Work request:
Review the material and extract every line in which the word "PathBuf" occurs.

--- Materials provided ---

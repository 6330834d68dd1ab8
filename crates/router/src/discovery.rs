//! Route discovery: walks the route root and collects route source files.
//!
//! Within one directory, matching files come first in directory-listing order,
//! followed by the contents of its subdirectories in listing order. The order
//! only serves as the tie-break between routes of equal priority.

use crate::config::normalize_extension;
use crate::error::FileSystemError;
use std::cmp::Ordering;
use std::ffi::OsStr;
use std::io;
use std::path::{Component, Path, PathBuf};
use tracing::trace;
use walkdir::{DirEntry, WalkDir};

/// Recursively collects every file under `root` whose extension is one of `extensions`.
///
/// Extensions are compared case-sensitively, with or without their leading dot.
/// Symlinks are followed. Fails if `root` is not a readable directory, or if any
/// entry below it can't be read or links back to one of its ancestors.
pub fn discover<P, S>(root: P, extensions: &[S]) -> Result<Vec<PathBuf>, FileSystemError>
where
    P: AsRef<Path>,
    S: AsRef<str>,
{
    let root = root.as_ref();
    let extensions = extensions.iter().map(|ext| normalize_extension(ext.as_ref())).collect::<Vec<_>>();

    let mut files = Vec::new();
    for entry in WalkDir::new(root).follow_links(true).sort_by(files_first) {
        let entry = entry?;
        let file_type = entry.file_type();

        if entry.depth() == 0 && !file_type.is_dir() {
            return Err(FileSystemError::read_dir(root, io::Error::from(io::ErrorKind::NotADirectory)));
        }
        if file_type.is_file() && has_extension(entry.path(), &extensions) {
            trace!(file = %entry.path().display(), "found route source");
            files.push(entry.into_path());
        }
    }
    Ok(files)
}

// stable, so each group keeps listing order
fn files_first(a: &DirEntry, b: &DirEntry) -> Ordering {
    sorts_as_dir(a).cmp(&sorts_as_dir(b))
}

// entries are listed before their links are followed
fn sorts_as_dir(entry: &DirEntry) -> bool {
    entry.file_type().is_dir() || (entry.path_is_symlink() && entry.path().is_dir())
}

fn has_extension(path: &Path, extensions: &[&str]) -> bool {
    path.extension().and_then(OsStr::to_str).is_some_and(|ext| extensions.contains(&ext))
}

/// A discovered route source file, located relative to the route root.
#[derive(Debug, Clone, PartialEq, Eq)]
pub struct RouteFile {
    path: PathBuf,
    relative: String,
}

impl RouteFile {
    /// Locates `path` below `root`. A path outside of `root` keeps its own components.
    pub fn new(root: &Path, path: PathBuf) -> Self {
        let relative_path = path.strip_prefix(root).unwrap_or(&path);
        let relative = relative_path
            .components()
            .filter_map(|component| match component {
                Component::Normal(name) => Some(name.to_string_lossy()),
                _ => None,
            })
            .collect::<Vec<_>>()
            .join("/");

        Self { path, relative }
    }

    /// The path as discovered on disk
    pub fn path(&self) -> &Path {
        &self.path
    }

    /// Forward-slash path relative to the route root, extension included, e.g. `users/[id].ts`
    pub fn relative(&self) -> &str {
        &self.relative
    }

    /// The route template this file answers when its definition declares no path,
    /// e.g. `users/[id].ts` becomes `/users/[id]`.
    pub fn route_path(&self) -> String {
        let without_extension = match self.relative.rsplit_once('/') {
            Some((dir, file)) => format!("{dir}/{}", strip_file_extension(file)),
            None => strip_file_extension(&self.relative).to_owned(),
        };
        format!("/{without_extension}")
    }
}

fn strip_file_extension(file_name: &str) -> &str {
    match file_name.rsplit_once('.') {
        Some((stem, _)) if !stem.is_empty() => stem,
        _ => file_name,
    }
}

---

Solution to the exercise:
use std::path::{Component, Path, PathBuf};
pub fn discover<P, S>(root: P, extensions: &[S]) -> Result<Vec<PathBuf>, FileSystemError>
    path: PathBuf,
    pub fn new(root: &Path, path: PathBuf) -> Self {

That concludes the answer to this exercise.